蛋白质中引入连有活泼基团的非蛋白氨基酸在理解蛋白质结构与功能的关系、控制与观察蛋白质在细胞中的定位等方面有重要的应用［97］。早期，人们通过对蛋白质中的半胱氨酸、赖氨酸等进行化学修饰来实现非蛋白氨基酸的引入［98］，但是该策略通常只适用于体外分离纯化获得的蛋白，无法用于体内蛋白的修饰［99］。因此，研究人员开发了基因密码子拓展技术，该技术主要是通过对氨酰-tRNA 合 成酶 （aminoacyl-tRNA synthetase）的改造来获得可以识别非蛋白氨基酸的氨酰-tRNA，然后在蛋白质合成过程中，新的氨酰-tRNA 可以将非蛋白氨基酸运输到特定的密码子位点［100］。利用该技术，研究人员已在大肠杆菌、酵母菌以及哺乳动物细胞中实现了连有非蛋白氨基酸的蛋白质的合成［101］。但是，由于此前一直未阐明含有炔基的氨基酸的生物合成途径，研究人员采取直接向培养体系中添加炔类氨基酸来制备炔基标记的蛋白质［97，102］。Marchand 等［79］在阐明了炔类氨基酸βes 的生物合成途径的基础上，将负责中间体Pra 合成的besBCD三个基因，以及经改造的氨酰-tRNA合成酶基因导入到大肠杆菌，即将炔类氨基酸合成模块与新的翻译工具合成模块同时导入到大肠杆菌，以期在不添加炔类氨基酸的情况下利用重组大肠杆菌合成炔基标记的蛋白质。培养两天后，作者将菌株的蛋白粗提物与TAMRA-azide 荧光染料进行点击化学反应，然后通过SDS-PAGE 对反应产物进行分析并用荧光观察，结果发现Pra 确实参与了蛋白质的合成。未来可以对炔类氨基酸合成模块besBCD进行改造优化，拓宽其底物宽泛性，以期获得更多不同的炔类氨基酸，然后利用基因密码子拓展技术合成含有不同炔类氨基酸的蛋白质，为人类在医药、健康等领域的发展提供新的原料。

3 总结与展望

炔基不仅是许多临床药物与活性天然产物的关键功能基因，同时也是在化学反应中被广泛使用的重要结构单元。但是，目前所采用的基于化学合成或底物喂养的炔类化合物合成策略均存在一定的局限性，限制了炔基在药物化学、有机合成以及化学生物学等领域的应用。在合成生物学技术的推动下，从头生物合成被认为是一种可以弥补传统策略的不足，具有广阔应用前景的新的炔类化合物制备技术，其核心要素是需明确天然产物中炔基的形成机制。因此，研究人员开展了一系列炔类天然产物的生物合成研究，以期获得多样的炔基合成酶，为从头生物合成炔类化合物提供酶工具。经过20 多年的努力，人们已从自然界中发现了4种针对不同类型天然产物的炔基形成方式，包括：①在脂肪酸中，乙炔酶催化碳碳双键脱氢形成炔基；②在聚酮-非核糖体肽杂合体中，连接酶先将一条带有末端双键的脂肪酸链与酰基载体蛋白结合，随后乙炔酶将其末端双键脱氢转化成炔基，最后作为起始单元引入到聚酮-非核糖体肽合成体中；③在氨基酸中，卤化酶先催化卤化反应使氨基酸的侧链连接一个卤原子，然后氧化酶使氨基酸的侧链发生断裂生成末端双键，最后裂解酶脱去氨基酸侧链的卤原子从而形成末端炔基；④在杂萜中，P450 氧化酶连续两次催化异戊烯链发生脱氢反应生成炔基。在此基础上，研究人员利用部分炔基合成酶实现了非天然炔类聚酮化合物以及炔基标记蛋白质的从头生物合成。然而，为了更好地满足不同炔类化合物的从头生物合成的需求，研究人员仍需加强多方面的研究工作。
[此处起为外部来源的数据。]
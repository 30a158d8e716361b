use async_trait::async_trait;
use std::collections::BTreeMap;
use tokio::sync::RwLock;

use crate::error::AppResult;
use crate::infrastructure::document_store::{
    CollectionPath, Document, DocumentData, DocumentPath, DocumentStore, WriteBatch,
};

/// In-process document store. A commit holds the write lock for its whole
/// duration, so batches are applied atomically with respect to each other.
#[derive(Debug, Default)]
pub struct MemoryStore {
    documents: RwLock<BTreeMap<DocumentPath, DocumentData>>,
}

impl MemoryStore {
    pub fn new() -> Self {
        Self::default()
    }

    pub async fn len(&self) -> usize {
        self.documents.read().await.len()
    }

    pub async fn is_empty(&self) -> bool {
        self.documents.read().await.is_empty()
    }
}

#[async_trait]
impl DocumentStore for MemoryStore {
    fn backend_name(&self) -> &'static str {
        "memory"
    }

    async fn get(&self, path: &DocumentPath) -> AppResult<Option<Document>> {
        let documents = self.documents.read().await;
        Ok(documents.get(path).map(|data| Document {
            path: path.clone(),
            data: data.clone(),
        }))
    }

    async fn exists(&self, path: &DocumentPath) -> AppResult<bool> {
        Ok(self.documents.read().await.contains_key(path))
    }

    async fn list(&self, collection: &CollectionPath) -> AppResult<Vec<Document>> {
        let documents = self.documents.read().await;
        Ok(documents
            .iter()
            .filter(|(path, _)| path.collection() == collection)
            .map(|(path, data)| Document {
                path: path.clone(),
                data: data.clone(),
            })
            .collect())
    }

    async fn commit(&self, batch: WriteBatch) -> AppResult<()> {
        let mut documents = self.documents.write().await;

        for precondition in &batch.preconditions {
            precondition.check(documents.contains_key(precondition.path()))?;
        }

        // Stage every write first so a failing op leaves the map untouched
        let mut staged: BTreeMap<DocumentPath, Option<DocumentData>> = BTreeMap::new();
        for op in &batch.writes {
            let current = match staged.get(op.path()) {
                Some(state) => state.clone(),
                None => documents.get(op.path()).cloned(),
            };
            let next = op.apply(current)?;
            staged.insert(op.path().clone(), next);
        }

        for (path, state) in staged {
            match state {
                Some(data) => {
                    documents.insert(path, data);
                }
                None => {
                    documents.remove(&path);
                }
            }
        }
        Ok(())
    }
}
首先，自然界中存在多种结构类型的炔类天然产物，目前仅找到了4种不同的负责炔基合成的基因元件，仍有一些炔类天然产物的炔基形成机制未被阐明，如烯二炔类抗生素核心骨架中的两个炔基以及histrionicotoxin 类生物碱中的炔基等，因此有必要继续开展其他炔类天然产物的生物合成研究，为炔类化合物的生物制造提供种类丰富的酶工具。其次，天然来源的炔基合成酶的底物特异性通常比较严格，无法用于制备结构多样的炔类化合物，因此有必要积极开展炔基合成酶的蛋白晶体结构研究，为拓展其底物特异性提供理论基础。除此之外，炔基合成酶在异源宿主或体外的催化效率问题同样值得关注。尽管上述研究工作仍存在不小的挑战，但是随着基因测序技术、生物信息学技术、基因编辑技术、蛋白晶体学技术等的不断发展，这些瓶颈问题终将会被解决，从头生物合成策略也有望在未来可以广泛地用于炔类化合物的制造，从而与传统的化学合成以及底物喂养策略相互补充，推动炔基在各领域的应用。